A school equestrian team has made headlines in the US as the first to make it all the way to the Interscholastic Equestrian Association Nationals in its first year.
The Ohio Equine Team is led by the very busy father and son duo Jeff and Ryan Geiger, who boast World and Congress Top 10s in Reining, Western Pleasure, Hunter Under Saddle, Showmanship, and Performance Halter.
The Interscholastic Equestrian Association (IEA) is a nationwide organisation in the USA allowing for students in grade 6 through 12 to show horses without owning a horse. The horses are provided at the shows.
“The team just keeps amazing us,” Ryan said. “We started out with the expectation to just learn the ropes the first year. Next thing we know are being told we are the first ever team to make it to nationals in year 1!”
The team has been featured in Take the Reins magazine, as well as on CompetitorCentral.com.
Horse providers for the IEA are very sought after, especially those who can provide quality horses, and the Geigers have been busy in that area as well.
“Last year, the Penn State coach called us, he said he had heard about what nice horses we had to offer, and asked us to bring some to one of his shows,” Ryan said.
“We do everything we can to provide proven horses for these kids to show on. A lot of them are only showing at these IEA shows, and we don’t think it would be right to take just a ‘safe’ horse, as many people seem to do. Don’t get us wrong, we realise that may be all some people can take, but we have some of the top horses in the nation.
“Jeff and myself both want these kids going home and telling everyone ‘I got to ride a congress top ten horse today’ or ‘I got to ride the reserve horse at the buckeye reining series’. Those are the type of horses we take to these shows.”
The pair will also coach Ohio Wesleyan’s College team for the 2016-2017 season. “We are so excited to be coaching the Battling Bishops next year. We have a million ideas and plans for the team. Jeff and myself are beyond excited!” Ryan said.

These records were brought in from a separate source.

//! 알림 게이트웨이.
//!
//! 소비자(UI, CLI)가 채널에 접근하는 유일한 표면.
//! 조회는 이벤트 루프가 게시한 최신 스냅샷을 읽고, 명령은 루프 큐로 보낸다.

use intelink_core::models::channel::{ChannelStats, ChannelStatus};
use intelink_core::models::notification::Notification;
use intelink_core::models::signal::Signal;
use intelink_core::ports::auth::TokenProvider;
use intelink_core::ports::transport::ChannelTransport;
use serde::Serialize;
use serde_json::Value;
use std::sync::Arc;
use tokio::sync::{mpsc, watch};
use tokio::task::JoinHandle;
use tracing::{debug, warn};

use crate::event::{Command, LoopEvent};
use crate::lifecycle::{ChannelManager, ChannelSettings};

/// 소비자에게 보이는 채널 상태 스냅샷
#[derive(Debug, Clone, Default, Serialize)]
pub struct GatewayState {
    pub status: ChannelStatus,
    /// 마지막으로 디코딩된 프레임 (타입 무관)
    pub last_message: Option<Value>,
    /// 최신순, 최대 50개
    pub signals: Vec<Signal>,
    /// 최신순, 최대 20개
    pub notifications: Vec<Notification>,
    pub stats: ChannelStats,
}

/// 알림 게이트웨이
///
/// 생성 시 이벤트 루프 태스크를 띄우며, 드롭되면 루프도 종료된다.
/// 연결은 [`connect`](Self::connect)를 호출해야 시작된다.
pub struct NotificationGateway {
    events: mpsc::UnboundedSender<LoopEvent>,
    state: watch::Receiver<GatewayState>,
    task: Option<JoinHandle<()>>,
}

impl NotificationGateway {
    /// 이벤트 루프 시작 (tokio 런타임 안에서 호출)
    pub fn spawn(
        settings: ChannelSettings,
        transport: Arc<dyn ChannelTransport>,
        tokens: Arc<dyn TokenProvider>,
    ) -> Self {
        let (events_tx, events_rx) = mpsc::unbounded_channel();
        let (state_tx, state) = watch::channel(GatewayState::default());
        let manager = ChannelManager::new(
            settings,
            transport,
            tokens,
            events_tx.clone(),
            events_rx,
            state_tx,
        );

        Self {
            events: events_tx,
            state,
            task: Some(tokio::spawn(manager.run())),
        }
    }

    // ── 조회 ──

    pub fn status(&self) -> ChannelStatus {
        self.state.borrow().status
    }

    pub fn last_message(&self) -> Option<Value> {
        self.state.borrow().last_message.clone()
    }

    /// 시그널 피드 (최신순)
    pub fn signals(&self) -> Vec<Signal> {
        self.state.borrow().signals.clone()
    }

    /// 알림 피드 (최신순)
    pub fn notifications(&self) -> Vec<Notification> {
        self.state.borrow().notifications.clone()
    }

    pub fn stats(&self) -> ChannelStats {
        self.state.borrow().stats.clone()
    }

    /// 전체 상태 스냅샷
    pub fn snapshot(&self) -> GatewayState {
        self.state.borrow().clone()
    }

    /// 상태 변경 구독
    pub fn subscribe(&self) -> watch::Receiver<GatewayState> {
        self.state.clone()
    }

    // ── 명령 ──

    /// 연결 시작 — 이미 연결 중/연결됨이면 no-op
    pub fn connect(&self) {
        self.send(Command::Connect);
    }

    /// 연결 해제 — 대기 중인 재연결과 하트비트도 취소
    pub fn disconnect(&self) {
        self.send(Command::Disconnect);
    }

    /// 수동 재연결 (해제 후 연결)
    pub fn reconnect(&self) {
        self.send(Command::Disconnect);
        self.send(Command::Connect);
    }

    /// 알림 하나 닫기
    pub fn dismiss(&self, notification_id: i64) {
        self.send(Command::Dismiss(notification_id));
    }

    /// 알림 전체 닫기 (시그널 피드는 유지)
    pub fn clear_all(&self) {
        self.send(Command::ClearAll);
    }

    /// 이벤트 루프 종료 후 대기
    pub async fn shutdown(mut self) {
        self.send(Command::Shutdown);
        if let Some(task) = self.task.take() {
            if let Err(e) = task.await {
                warn!("채널 이벤트 루프 비정상 종료: {e}");
            }
        }
    }

    fn send(&self, command: Command) {
        if self.events.send(LoopEvent::Command(command.clone())).is_err() {
            debug!("이벤트 루프 종료됨, 명령 무시: {command:?}");
        }
    }
}

impl Drop for NotificationGateway {
    fn drop(&mut self) {
        if self.task.is_some() {
            let _ = self.events.send(LoopEvent::Command(Command::Shutdown));
        }
    }
}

As well as their IEA team, the pair coach about every discipline possible in the AQHA world, they have an extensive riding lesson program, an Intercollegiate Horse Show Association (IHSA) team, and more “exciting things” on the way, Ryan said.
So how do they fit all this in? Ryan says there is a lot of team work in the operation, and everyone at their barn is “part of our family”.
“We help each other out constantly. Everyone realises that when they are competing, others will be there for them, and that when they have down time, it their turn to chip in. We structure it that way across the board, from IEA team members to AQHA clients who show competitively.
“Second, my dad and I have learned to capitalize on what each of us do best. There is no way either of us alone could do just half of what we can do together.
“Lastly, we understand that there is a job to be done. Not just that, but we refuse to do anything less than 100%. Whether that means earning reserve Roan Horse in the country for one of the horses, or meeting a new IEA team member late at night at the local tack store to make sure they are getting what they need to compete,” Ryan says.
He said that philosophy extends to the lessons they offer as well, “even if it is someone who comes once to ride and we never see them again”; they will get a lesson on a superior western pleasure horse, or a NRHA multiple title earner, or a congress top ten horse, or a level 4 dressage horse.
“We make sure that everything from the bottom up receives 100% effort on our end. Whether you spend $1 or you spend $1000 with us, you get 100% effort on our end. As a result, those who are involved with us won’t let us slow down even if we wanted to.
“I say that half joking, but if we give everyone 100% effort, then they in turn keep coming back and asking for more and more. Everyone is equal in our eyes. They know this, and they drive us to keep pushing ourselves forward so that everyone can do more and achieve more with us.”